◆ Activity: Show all lines from the records below in which the string "domains" is present.

◆ Given records:
//! `GET|POST /protein/create_new_protein/`

use axum::{
    extract::{rejection::FormRejection, State},
    http::StatusCode,
    response::{Html, IntoResponse, Response},
    routing::get,
    Form, Router,
};

use super::page::{render, Notice, ProteinForm};
use crate::error::AppError;
use crate::features::proteins::commands::{create, CreateProteinCommand};
use crate::features::{route_with_slash, FeatureState};

pub fn forms_routes() -> Router<FeatureState> {
    route_with_slash(
        Router::new(),
        "/protein/create_new_protein",
        get(show_form).post(submit_form),
    )
}

/// Render the page with `status`, or a bare 500 when the template fails
fn page(status: StatusCode, form: &ProteinForm, notice: Option<&Notice>) -> Response {
    match render(form, notice) {
        Ok(html) => (status, Html(html)).into_response(),
        Err(err) => {
            tracing::error!(error = %err, "Failed to render protein form");
            (StatusCode::INTERNAL_SERVER_ERROR, "Failed to render form").into_response()
        },
    }
}

async fn show_form() -> Response {
    page(StatusCode::OK, &ProteinForm::default(), None)
}

/// Create a protein without domain assignments, reusing a matching organism
#[tracing::instrument(skip(state, form))]
async fn submit_form(
    State(state): State<FeatureState>,
    form: Result<Form<ProteinForm>, FormRejection>,
) -> Response {
    let form = match form {
        Ok(Form(form)) => form,
        Err(rejection) => {
            let notice = Notice::Error(rejection.body_text());
            return page(StatusCode::BAD_REQUEST, &ProteinForm::default(), Some(&notice));
        },
    };

    let payload = match form.to_payload() {
        Ok(payload) => payload,
        Err(message) => {
            return page(StatusCode::BAD_REQUEST, &form, Some(&Notice::Error(message)));
        },
    };

    let command = CreateProteinCommand {
        payload,
        reuse_existing_organism: true,
    };

    match create::handle(state.store, command).await {
        Ok(aggregate) => {
            let notice = Notice::Success(format!(
                "Protein {} created successfully",
                aggregate.protein_id
            ));
            page(StatusCode::OK, &ProteinForm::default(), Some(&notice))
        },
        Err(err) => {
            let err = AppError::from(err);
            let (status, message) = if err.status() == StatusCode::INTERNAL_SERVER_ERROR {
                tracing::error!(error = %err, "Protein form submission failed");
                (StatusCode::INTERNAL_SERVER_ERROR, "Failed to create protein".to_string())
            } else {
                (StatusCode::BAD_REQUEST, format!("Failed to create protein: {}", err))
            };
            page(status, &form, Some(&Notice::Error(message)))
        },
    }
}
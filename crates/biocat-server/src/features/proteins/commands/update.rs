use mediator::Request;
use serde::{Deserialize, Serialize};

use crate::features::organisms::get_or_create_organism;
use crate::features::proteins::assignments::{attach_domain, AttachMode};
use crate::features::proteins::types::{load_aggregate, ProteinAggregate, ProteinPayload};
use crate::features::shared::InvalidFields;
use crate::models::Protein;
use crate::store::{SharedStore, StoreError};

/// Merge a payload into an existing protein
///
/// Assignments absent from the payload are kept.
#[derive(Debug, Clone, Serialize, Deserialize)]
pub struct UpdateProteinCommand {
    pub protein_id: String,
    pub payload: ProteinPayload,
}

#[derive(Debug, thiserror::Error)]
pub enum UpdateProteinError {
    #[error(transparent)]
    InvalidFields(#[from] InvalidFields),
    #[error("Payload protein_id '{payload}' does not match '{path}'")]
    IdMismatch { path: String, payload: String },
    #[error("Protein '{0}' not found")]
    NotFound(String),
    #[error(transparent)]
    Store(#[from] StoreError),
}

impl Request<Result<ProteinAggregate, UpdateProteinError>> for UpdateProteinCommand {}

impl crate::cqrs::middleware::Command for UpdateProteinCommand {}

impl UpdateProteinCommand {
    pub fn validate(&self) -> Result<(), UpdateProteinError> {
        match self.payload.protein_id.as_deref().map(str::trim) {
            Some(id) if !id.is_empty() && id != self.protein_id => {
                Err(UpdateProteinError::IdMismatch {
                    path: self.protein_id.clone(),
                    payload: id.to_string(),
                })
            },
            _ => Ok(()),
        }
    }
}

#[tracing::instrument(skip(store, command), fields(protein_id = %command.protein_id))]
pub async fn handle(
    store: SharedStore,
    command: UpdateProteinCommand,
) -> Result<ProteinAggregate, UpdateProteinError> {
    command.validate()?;

    let protein_id = command.protein_id;
    let mut payload = command.payload;
    payload.protein_id = Some(protein_id.clone());
    let input = payload.into_input()?;

    let mut tx = store.begin().await?;

    if tx.get_protein(&protein_id).await?.is_none() {
        return Err(UpdateProteinError::NotFound(protein_id));
    }

    let (organism, created) = get_or_create_organism(tx.as_mut(), &input.organism).await?;
    let organism = if created {
        organism
    } else {
        tx.update_organism(organism.id, &input.organism).await?
    };

    tx.update_protein(&Protein {
        protein_id: protein_id.clone(),
        sequence: input.sequence,
        length: input.length,
        id_custom: input.id_custom,
        organism_id: organism.id,
    })
    .await?;

    for entry in &input.domains {
        attach_domain(tx.as_mut(), &protein_id, entry, AttachMode::Merge).await?;
    }

    let aggregate = load_aggregate(tx.as_mut(), &protein_id)
        .await?
        .ok_or_else(|| StoreError::missing("protein", &protein_id))?;
    tx.commit().await?;

    tracing::info!(
        protein_id = %aggregate.protein_id,
        organism_id = aggregate.taxonomy.id,
        domains = aggregate.domains.len(),
        "Protein updated"
    );

    Ok(aggregate)
}

#[cfg(test)]
mod tests {
    use super::*;
    use crate::features::proteins::commands::create::{self, CreateProteinCommand};
    use crate::features::shared::test_helpers::{memory_store, sample_domain, sample_payload};
    use crate::store::CatalogStore;

    fn update(protein_id: &str, payload: ProteinPayload) -> UpdateProteinCommand {
        UpdateProteinCommand {
            protein_id: protein_id.to_string(),
            payload,
        }
    }

    #[test]
    fn test_validation_rejects_mismatched_id() {
        let command = update("P1", sample_payload("P2"));
        assert!(matches!(
            command.validate(),
            Err(UpdateProteinError::IdMismatch { .. })
        ));
    }

    #[test]
    fn test_validation_accepts_absent_id() {
        let mut payload = sample_payload("P1");
        payload.protein_id = None;
        assert!(update("P1", payload).validate().is_ok());
    }

    #[tokio::test]
    async fn test_unknown_protein_is_not_found() {
        let store = memory_store();
        let err = handle(store, update("P404", sample_payload("P404")))
            .await
            .unwrap_err();
        assert!(matches!(err, UpdateProteinError::NotFound(ref id) if id == "P404"));
    }

    #[tokio::test]
    async fn test_update_merges_assignments_and_scalars() {
        let store = memory_store();
        create::handle(store.clone(), CreateProteinCommand::new(sample_payload("P1")))
            .await
            .unwrap();

        let mut payload = sample_payload("P1");
        payload.sequence = Some("MKV".to_string());
        payload.length = Some(120);
        payload.domains = vec![sample_domain(40, 94), sample_domain(100, 110)];

        let aggregate = handle(store.clone(), update("P1", payload)).await.unwrap();
        assert_eq!(aggregate.sequence, "MKV");
        assert_eq!(aggregate.length, 120);
        assert_eq!(aggregate.domains.len(), 2);

        // Entries left out of a later update are kept
        let mut payload = sample_payload("P1");
        payload.domains.clear();
        let aggregate = handle(store, update("P1", payload)).await.unwrap();
        assert_eq!(aggregate.domains.len(), 2);
    }

    #[tokio::test]
    async fn test_update_reuses_existing_organism() {
        let store = memory_store();
        let created = create::handle(store.clone(), CreateProteinCommand::new(sample_payload("P1")))
            .await
            .unwrap();

        let aggregate = handle(store.clone(), update("P1", sample_payload("P1")))
            .await
            .unwrap();
        assert_eq!(aggregate.taxonomy.id, created.taxonomy.id);

        let mut tx = store.begin().await.unwrap();
        assert_eq!(tx.list_organisms().await.unwrap().len(), 1);
    }

    #[tokio::test]
    async fn test_update_rebinds_to_new_organism() {
        let store = memory_store();
        let created = create::handle(store.clone(), CreateProteinCommand::new(sample_payload("P1")))
            .await
            .unwrap();

        let mut payload = sample_payload("P1");
        if let Some(taxonomy) = payload.taxonomy.as_mut() {
            taxonomy.taxa_id = Some(Some(9606));
            taxonomy.genus = Some("Homo".to_string());
            taxonomy.species = Some("sapiens".to_string());
        }
        let aggregate = handle(store, update("P1", payload)).await.unwrap();
        assert_ne!(aggregate.taxonomy.id, created.taxonomy.id);
        assert_eq!(aggregate.taxonomy.taxa_id, Some(9606));
    }
}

◆ Finished task:
    for entry in &input.domains {
        domains = aggregate.domains.len(),
        payload.domains = vec![sample_domain(40, 94), sample_domain(100, 110)];
        assert_eq!(aggregate.domains.len(), 2);
        payload.domains.clear();
        assert_eq!(aggregate.domains.len(), 2);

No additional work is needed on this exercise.